_Work item_: In the entries that follow, the lines from the one with "#[derive(Debug, Clone, PartialEq, Eq)]" through the one with "let input = input.trim();" are the ones to write out, exactly and with both ends included. Nothing else should appear.

Dataset entries
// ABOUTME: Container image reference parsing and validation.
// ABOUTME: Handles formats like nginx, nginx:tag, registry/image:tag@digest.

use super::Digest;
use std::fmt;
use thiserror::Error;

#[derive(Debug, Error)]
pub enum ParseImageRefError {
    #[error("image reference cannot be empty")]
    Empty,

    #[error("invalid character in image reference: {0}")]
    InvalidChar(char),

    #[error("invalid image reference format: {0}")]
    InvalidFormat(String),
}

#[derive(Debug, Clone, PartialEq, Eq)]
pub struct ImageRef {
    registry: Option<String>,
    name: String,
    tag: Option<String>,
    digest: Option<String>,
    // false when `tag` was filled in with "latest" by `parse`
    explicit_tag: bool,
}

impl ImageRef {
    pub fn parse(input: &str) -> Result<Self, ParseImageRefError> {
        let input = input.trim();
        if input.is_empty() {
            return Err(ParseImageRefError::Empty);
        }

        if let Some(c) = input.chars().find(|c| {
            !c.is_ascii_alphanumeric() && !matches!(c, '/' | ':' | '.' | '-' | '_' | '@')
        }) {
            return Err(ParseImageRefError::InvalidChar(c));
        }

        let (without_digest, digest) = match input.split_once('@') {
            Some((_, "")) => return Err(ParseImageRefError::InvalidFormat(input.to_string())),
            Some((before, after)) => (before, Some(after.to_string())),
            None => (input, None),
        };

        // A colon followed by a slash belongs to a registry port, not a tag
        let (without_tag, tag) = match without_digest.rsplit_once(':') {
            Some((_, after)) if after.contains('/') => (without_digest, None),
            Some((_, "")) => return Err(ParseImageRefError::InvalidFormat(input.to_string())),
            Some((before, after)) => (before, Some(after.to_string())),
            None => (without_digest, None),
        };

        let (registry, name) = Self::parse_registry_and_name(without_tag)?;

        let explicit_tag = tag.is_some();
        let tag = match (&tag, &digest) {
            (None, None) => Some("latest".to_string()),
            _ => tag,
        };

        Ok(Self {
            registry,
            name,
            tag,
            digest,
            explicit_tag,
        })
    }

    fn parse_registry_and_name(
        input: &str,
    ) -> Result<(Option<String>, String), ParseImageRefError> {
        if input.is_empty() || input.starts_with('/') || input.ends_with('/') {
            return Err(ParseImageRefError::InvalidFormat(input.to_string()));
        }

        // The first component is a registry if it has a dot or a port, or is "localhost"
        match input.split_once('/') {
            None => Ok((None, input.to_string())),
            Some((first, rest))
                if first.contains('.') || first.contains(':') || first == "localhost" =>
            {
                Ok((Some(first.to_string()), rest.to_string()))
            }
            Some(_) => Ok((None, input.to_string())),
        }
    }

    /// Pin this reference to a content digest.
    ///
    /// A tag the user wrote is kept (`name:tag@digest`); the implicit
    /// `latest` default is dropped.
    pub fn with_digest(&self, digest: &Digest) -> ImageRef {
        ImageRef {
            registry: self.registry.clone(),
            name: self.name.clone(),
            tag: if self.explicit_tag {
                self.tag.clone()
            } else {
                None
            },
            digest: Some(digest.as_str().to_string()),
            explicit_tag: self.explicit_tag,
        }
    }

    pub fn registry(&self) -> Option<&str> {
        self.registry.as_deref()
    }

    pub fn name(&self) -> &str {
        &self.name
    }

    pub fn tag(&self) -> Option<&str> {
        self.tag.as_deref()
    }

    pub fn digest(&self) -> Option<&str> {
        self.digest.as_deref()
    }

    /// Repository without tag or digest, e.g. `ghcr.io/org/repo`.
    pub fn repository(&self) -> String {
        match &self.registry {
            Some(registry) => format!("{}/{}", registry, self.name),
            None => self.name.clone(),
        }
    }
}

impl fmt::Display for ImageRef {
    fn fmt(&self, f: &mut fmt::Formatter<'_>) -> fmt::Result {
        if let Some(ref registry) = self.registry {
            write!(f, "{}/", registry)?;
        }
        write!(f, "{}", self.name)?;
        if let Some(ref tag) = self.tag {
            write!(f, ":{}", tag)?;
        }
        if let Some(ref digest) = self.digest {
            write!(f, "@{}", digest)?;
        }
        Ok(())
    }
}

_Response_:
#[derive(Debug, Clone, PartialEq, Eq)]
pub struct ImageRef {
    registry: Option<String>,
    name: String,
    tag: Option<String>,
    digest: Option<String>,
    // false when `tag` was filled in with "latest" by `parse`
    explicit_tag: bool,
}

impl ImageRef {
    pub fn parse(input: &str) -> Result<Self, ParseImageRefError> {
        let input = input.trim();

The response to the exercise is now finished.